RECORDS FOR THE EXERCISE:

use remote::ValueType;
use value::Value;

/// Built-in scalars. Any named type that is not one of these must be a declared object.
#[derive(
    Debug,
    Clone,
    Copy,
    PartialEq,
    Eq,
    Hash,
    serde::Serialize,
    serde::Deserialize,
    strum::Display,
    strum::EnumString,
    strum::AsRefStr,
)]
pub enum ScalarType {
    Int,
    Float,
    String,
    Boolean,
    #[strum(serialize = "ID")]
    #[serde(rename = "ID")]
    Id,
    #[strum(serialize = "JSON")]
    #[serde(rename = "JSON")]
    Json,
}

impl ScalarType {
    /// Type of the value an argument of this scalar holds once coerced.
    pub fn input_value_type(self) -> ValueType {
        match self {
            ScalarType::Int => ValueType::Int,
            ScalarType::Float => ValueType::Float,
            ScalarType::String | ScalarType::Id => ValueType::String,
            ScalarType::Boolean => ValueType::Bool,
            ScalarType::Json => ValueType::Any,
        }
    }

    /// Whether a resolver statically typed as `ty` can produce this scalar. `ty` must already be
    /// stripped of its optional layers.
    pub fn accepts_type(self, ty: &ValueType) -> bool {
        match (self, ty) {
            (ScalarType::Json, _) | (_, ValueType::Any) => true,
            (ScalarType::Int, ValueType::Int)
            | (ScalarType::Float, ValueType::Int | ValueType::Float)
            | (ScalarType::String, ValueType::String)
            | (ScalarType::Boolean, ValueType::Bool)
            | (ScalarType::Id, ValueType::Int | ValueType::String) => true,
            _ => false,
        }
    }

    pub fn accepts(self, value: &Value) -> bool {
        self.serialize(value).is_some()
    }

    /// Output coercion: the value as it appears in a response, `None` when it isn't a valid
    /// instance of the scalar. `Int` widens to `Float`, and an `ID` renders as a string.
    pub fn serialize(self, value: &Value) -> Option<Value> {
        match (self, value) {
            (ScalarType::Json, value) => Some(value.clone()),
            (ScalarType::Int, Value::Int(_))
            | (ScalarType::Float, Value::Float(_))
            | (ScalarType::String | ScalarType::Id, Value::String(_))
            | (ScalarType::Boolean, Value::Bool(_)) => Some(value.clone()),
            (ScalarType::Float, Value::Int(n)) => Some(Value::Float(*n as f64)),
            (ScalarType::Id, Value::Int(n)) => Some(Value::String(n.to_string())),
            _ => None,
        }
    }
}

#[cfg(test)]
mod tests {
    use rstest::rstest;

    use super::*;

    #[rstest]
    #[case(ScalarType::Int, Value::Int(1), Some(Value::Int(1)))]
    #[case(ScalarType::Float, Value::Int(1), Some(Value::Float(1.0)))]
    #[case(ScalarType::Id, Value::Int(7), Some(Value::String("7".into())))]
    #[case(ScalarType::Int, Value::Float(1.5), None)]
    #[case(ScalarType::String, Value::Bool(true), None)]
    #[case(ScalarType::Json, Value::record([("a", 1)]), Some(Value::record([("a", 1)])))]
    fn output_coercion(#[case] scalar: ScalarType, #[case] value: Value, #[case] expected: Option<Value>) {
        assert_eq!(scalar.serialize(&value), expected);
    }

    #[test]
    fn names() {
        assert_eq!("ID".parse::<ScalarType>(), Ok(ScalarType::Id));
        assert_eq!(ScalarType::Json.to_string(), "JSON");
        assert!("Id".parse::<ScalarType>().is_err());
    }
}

--

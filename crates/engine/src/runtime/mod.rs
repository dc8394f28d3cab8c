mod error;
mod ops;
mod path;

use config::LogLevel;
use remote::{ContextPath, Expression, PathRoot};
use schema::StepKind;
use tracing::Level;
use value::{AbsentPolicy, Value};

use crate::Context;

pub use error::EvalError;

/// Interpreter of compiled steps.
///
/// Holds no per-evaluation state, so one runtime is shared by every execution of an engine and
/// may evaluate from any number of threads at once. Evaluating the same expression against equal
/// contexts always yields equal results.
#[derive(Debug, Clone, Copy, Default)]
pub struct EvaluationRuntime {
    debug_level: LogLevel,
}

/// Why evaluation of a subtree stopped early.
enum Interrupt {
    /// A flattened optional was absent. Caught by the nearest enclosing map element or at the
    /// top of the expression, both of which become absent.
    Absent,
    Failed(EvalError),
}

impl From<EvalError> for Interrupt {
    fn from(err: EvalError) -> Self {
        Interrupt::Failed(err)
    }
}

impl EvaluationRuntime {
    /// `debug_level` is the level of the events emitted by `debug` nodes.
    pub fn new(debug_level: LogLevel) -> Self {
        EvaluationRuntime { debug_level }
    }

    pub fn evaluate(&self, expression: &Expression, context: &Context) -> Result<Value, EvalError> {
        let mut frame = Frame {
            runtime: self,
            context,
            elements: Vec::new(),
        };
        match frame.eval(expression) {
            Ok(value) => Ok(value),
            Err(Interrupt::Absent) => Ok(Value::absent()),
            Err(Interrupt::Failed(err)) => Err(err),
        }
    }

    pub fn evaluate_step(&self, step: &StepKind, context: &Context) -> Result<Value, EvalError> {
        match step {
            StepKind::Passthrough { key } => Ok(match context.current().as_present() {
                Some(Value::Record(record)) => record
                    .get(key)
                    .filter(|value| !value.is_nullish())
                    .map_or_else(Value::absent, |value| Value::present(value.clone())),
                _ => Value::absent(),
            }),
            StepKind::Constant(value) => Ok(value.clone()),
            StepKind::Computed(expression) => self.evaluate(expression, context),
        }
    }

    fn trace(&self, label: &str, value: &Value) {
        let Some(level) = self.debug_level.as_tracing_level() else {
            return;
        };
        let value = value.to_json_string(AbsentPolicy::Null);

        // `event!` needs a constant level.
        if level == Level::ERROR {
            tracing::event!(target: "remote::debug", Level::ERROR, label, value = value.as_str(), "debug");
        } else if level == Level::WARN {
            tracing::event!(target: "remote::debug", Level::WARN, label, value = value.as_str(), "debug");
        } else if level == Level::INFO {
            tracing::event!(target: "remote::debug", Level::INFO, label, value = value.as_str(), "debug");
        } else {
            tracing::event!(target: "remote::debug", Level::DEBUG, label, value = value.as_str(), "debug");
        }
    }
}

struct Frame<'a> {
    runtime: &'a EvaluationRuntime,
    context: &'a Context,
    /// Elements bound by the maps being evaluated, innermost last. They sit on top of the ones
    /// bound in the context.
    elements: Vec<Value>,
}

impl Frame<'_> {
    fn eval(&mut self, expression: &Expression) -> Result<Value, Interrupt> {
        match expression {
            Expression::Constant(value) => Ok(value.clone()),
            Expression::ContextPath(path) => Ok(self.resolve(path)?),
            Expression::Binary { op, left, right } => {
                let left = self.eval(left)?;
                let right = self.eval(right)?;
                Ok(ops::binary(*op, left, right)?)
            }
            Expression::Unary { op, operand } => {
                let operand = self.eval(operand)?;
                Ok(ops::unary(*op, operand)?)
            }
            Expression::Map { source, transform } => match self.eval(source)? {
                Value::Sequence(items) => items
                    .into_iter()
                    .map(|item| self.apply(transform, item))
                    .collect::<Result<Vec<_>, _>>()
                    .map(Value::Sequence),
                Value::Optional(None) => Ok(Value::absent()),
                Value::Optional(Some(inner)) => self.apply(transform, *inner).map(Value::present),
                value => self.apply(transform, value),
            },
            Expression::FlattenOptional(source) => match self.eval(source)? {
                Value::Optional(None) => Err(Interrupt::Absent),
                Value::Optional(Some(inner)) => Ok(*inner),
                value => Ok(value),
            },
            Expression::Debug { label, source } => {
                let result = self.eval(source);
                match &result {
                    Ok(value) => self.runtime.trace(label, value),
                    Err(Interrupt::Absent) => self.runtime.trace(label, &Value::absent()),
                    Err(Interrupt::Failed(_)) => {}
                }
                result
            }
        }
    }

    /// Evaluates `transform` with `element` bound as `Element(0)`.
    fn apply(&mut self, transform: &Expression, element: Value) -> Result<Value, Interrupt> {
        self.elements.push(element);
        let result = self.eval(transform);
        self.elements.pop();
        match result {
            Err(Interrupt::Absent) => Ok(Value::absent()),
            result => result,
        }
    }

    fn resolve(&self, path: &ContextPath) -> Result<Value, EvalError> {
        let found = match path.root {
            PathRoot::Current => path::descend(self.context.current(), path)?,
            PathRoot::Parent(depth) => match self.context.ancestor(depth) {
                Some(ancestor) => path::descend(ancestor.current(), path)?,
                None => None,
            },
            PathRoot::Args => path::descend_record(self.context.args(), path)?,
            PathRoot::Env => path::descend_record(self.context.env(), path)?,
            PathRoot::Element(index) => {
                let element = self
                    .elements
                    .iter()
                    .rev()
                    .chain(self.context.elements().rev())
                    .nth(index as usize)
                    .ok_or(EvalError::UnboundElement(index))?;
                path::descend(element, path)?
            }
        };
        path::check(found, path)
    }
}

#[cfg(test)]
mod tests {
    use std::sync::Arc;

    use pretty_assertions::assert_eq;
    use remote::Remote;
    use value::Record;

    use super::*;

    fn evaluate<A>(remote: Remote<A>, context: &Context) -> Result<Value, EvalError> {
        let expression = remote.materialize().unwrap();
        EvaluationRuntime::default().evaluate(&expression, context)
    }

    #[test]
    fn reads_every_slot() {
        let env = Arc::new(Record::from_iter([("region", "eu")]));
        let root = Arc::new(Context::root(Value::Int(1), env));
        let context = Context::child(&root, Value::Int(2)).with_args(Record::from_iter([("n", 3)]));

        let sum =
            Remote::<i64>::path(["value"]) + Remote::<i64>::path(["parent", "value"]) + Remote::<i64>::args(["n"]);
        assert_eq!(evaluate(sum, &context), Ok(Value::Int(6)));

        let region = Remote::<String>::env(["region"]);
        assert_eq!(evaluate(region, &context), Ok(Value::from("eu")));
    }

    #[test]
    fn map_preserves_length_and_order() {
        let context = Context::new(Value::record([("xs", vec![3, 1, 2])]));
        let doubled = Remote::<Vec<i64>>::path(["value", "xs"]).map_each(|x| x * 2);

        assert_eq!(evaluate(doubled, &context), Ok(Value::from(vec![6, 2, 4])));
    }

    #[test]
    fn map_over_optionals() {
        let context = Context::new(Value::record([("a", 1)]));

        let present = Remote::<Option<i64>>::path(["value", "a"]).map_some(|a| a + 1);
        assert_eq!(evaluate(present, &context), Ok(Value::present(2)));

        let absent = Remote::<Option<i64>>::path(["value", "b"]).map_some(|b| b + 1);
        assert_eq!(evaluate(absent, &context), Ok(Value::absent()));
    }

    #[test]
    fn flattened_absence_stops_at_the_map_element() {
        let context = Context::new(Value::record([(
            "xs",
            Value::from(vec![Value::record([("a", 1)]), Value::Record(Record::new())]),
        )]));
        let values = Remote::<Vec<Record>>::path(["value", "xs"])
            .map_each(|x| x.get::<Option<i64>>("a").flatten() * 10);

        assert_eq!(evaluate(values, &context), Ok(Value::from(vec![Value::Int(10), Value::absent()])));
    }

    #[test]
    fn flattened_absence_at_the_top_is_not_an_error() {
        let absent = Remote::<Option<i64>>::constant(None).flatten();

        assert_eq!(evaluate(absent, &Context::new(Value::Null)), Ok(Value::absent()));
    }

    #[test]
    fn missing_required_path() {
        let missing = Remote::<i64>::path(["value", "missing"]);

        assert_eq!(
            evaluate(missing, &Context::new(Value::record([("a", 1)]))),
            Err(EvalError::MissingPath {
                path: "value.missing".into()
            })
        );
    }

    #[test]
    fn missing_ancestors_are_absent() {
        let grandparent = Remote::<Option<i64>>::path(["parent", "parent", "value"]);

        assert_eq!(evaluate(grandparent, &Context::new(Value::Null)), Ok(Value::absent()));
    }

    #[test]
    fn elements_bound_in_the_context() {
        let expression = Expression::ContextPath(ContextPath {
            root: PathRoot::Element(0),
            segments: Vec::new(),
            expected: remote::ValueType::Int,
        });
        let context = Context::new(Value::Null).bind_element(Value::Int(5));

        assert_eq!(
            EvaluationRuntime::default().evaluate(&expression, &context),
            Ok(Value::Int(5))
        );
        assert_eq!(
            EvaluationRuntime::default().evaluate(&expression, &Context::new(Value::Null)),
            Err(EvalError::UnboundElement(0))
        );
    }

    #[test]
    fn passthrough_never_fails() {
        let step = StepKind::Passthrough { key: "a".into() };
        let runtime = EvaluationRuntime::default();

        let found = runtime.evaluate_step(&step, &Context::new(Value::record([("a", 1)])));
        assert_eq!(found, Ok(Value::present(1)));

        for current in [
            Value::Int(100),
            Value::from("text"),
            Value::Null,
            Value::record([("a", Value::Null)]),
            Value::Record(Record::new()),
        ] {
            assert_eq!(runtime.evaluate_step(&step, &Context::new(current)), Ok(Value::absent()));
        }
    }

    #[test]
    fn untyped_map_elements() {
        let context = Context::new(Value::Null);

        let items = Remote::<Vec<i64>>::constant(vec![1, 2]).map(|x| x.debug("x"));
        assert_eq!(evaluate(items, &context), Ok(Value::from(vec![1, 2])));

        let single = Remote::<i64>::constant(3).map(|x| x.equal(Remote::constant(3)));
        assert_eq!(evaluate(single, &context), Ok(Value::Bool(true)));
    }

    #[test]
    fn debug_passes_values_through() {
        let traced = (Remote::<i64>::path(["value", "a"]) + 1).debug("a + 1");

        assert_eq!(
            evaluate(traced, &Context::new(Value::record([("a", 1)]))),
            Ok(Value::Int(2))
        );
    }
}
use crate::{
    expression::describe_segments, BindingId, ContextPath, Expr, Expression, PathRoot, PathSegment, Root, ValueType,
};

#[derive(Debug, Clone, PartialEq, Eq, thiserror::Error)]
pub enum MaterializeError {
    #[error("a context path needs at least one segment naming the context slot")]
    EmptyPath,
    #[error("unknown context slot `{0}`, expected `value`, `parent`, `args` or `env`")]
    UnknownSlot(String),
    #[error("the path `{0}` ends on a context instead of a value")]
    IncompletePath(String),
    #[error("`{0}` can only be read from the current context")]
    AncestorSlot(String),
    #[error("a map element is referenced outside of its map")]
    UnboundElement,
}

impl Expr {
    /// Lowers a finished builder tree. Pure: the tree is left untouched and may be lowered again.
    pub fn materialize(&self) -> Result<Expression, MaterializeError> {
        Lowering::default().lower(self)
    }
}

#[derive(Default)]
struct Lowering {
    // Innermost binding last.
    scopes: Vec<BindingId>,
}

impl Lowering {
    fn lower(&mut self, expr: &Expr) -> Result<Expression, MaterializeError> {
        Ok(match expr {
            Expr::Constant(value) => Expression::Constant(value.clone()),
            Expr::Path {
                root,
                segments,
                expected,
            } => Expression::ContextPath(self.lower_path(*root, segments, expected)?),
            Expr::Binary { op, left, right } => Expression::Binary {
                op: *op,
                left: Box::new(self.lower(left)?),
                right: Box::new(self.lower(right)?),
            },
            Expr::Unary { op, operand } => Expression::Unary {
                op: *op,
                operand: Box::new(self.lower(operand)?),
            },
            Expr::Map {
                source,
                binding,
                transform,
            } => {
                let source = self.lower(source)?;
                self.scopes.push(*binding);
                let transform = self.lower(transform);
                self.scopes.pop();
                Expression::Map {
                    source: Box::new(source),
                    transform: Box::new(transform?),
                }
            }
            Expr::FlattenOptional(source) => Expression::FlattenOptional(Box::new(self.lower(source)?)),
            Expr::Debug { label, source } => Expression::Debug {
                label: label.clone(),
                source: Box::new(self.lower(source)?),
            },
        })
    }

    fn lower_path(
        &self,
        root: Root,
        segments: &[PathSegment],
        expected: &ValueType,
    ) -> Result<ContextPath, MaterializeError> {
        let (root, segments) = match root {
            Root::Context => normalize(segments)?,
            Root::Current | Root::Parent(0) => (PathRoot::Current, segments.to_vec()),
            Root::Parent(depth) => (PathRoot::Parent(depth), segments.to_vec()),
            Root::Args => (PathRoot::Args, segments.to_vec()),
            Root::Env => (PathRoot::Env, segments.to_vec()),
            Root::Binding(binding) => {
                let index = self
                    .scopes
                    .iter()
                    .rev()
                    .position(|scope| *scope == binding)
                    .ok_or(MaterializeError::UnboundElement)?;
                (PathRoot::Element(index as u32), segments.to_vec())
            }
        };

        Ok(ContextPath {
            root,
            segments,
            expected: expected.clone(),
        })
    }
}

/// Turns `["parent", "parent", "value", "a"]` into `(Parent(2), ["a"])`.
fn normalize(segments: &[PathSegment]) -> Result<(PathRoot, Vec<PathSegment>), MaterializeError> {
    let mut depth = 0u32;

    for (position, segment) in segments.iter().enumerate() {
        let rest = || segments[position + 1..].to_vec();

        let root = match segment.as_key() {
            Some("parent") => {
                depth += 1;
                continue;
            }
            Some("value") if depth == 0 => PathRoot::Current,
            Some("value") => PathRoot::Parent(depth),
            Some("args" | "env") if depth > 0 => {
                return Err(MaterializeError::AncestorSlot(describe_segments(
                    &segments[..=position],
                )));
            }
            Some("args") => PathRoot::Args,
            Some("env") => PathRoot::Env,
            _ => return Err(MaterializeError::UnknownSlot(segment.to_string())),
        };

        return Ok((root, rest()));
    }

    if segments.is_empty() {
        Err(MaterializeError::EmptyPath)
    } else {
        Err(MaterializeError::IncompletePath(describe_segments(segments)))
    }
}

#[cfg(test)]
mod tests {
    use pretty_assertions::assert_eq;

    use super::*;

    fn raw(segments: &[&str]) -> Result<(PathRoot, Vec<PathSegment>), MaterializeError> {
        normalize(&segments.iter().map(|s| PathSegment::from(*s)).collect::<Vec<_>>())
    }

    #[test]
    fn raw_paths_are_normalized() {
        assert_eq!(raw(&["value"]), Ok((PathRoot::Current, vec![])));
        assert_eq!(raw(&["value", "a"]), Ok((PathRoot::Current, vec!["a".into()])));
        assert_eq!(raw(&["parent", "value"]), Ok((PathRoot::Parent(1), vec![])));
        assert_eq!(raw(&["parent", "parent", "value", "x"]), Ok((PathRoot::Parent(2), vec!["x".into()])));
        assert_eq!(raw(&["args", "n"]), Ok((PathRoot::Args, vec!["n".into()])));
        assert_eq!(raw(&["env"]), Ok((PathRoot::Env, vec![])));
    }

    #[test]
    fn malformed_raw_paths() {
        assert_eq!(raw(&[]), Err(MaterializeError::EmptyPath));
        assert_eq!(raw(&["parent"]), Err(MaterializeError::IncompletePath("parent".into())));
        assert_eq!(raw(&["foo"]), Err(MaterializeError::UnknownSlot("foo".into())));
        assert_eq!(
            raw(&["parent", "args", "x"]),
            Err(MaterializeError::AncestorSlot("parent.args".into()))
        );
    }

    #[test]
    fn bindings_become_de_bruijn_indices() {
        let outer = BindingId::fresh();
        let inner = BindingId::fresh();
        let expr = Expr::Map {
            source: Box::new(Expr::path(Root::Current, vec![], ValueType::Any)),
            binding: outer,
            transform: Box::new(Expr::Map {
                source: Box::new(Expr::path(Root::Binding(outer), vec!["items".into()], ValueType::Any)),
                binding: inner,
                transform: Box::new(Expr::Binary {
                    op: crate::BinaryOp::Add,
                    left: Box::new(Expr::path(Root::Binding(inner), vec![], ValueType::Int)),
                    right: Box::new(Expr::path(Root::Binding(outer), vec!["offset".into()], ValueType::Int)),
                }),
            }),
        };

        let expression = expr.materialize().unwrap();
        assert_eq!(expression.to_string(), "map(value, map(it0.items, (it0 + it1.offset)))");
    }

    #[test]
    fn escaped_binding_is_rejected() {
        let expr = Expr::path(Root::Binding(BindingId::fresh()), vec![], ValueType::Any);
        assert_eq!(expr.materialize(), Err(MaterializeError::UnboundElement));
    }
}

* * *

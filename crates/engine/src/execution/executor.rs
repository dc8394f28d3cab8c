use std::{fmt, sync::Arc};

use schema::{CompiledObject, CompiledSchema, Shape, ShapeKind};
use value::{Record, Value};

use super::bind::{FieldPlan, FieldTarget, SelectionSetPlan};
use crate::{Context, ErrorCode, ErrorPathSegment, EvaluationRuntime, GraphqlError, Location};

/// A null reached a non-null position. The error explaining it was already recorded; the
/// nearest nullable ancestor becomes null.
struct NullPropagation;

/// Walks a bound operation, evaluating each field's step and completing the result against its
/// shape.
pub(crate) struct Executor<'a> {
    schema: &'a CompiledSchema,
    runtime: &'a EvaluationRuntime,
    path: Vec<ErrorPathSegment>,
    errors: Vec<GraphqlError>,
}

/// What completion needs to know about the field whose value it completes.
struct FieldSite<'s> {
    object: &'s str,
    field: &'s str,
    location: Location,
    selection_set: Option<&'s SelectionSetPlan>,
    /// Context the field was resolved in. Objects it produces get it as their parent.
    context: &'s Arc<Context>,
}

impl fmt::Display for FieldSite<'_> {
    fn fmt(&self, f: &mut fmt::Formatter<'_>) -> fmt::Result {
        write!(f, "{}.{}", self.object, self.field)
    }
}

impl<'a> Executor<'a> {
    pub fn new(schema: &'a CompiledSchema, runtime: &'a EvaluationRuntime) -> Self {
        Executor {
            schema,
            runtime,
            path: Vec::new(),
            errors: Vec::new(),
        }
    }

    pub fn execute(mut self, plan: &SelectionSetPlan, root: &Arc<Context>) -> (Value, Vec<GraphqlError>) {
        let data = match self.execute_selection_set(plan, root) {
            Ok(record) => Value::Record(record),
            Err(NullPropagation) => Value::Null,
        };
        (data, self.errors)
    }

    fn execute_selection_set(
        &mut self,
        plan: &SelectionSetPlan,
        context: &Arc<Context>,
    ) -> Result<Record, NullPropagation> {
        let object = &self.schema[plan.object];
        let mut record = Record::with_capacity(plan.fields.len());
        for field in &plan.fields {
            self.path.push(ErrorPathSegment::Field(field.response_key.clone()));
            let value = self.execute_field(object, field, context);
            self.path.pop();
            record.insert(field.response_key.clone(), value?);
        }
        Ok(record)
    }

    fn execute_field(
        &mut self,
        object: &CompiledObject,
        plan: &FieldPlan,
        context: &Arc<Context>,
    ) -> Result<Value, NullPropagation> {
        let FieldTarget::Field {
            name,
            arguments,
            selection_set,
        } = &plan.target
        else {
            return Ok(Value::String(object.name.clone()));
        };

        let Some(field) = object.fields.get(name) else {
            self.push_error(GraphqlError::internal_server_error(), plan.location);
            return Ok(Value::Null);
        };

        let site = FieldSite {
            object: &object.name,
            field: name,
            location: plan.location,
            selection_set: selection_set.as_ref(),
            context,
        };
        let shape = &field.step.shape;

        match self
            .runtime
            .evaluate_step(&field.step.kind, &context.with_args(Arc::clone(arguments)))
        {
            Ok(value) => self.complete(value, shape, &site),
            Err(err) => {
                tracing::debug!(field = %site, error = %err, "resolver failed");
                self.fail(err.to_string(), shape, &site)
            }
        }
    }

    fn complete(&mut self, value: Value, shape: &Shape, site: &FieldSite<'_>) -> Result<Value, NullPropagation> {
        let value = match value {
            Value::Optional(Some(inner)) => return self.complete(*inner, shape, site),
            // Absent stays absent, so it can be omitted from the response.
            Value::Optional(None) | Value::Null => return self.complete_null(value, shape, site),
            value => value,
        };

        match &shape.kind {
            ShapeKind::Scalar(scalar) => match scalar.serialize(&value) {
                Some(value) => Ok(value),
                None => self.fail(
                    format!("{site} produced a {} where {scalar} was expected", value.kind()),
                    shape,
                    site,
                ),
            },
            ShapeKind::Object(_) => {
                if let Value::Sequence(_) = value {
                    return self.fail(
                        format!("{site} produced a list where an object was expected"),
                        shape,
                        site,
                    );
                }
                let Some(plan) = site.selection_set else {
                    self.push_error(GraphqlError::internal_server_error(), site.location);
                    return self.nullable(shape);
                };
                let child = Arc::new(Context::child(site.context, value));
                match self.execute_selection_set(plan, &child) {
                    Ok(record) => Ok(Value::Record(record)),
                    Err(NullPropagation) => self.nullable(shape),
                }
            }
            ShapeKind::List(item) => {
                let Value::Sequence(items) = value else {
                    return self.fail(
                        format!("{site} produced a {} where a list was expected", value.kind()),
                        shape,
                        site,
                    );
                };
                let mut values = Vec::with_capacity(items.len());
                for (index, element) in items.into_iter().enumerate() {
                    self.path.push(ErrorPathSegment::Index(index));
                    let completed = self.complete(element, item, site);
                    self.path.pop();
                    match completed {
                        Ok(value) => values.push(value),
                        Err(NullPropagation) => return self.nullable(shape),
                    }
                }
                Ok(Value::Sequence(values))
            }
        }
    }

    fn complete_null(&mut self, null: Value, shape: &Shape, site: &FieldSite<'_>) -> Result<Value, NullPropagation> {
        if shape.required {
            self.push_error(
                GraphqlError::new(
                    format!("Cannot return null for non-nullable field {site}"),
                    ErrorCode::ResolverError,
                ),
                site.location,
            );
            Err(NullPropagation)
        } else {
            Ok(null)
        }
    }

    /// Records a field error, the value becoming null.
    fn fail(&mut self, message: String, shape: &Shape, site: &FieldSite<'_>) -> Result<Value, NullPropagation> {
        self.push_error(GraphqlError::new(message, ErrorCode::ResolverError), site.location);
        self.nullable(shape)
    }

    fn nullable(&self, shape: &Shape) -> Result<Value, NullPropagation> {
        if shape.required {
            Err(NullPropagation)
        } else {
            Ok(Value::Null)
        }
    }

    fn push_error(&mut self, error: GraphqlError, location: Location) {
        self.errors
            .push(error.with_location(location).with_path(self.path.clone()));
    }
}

EXERCISE: Scan the records for lines with the word "Float". Report how many, with no other words.

REPLY TO THE EXERCISE: 8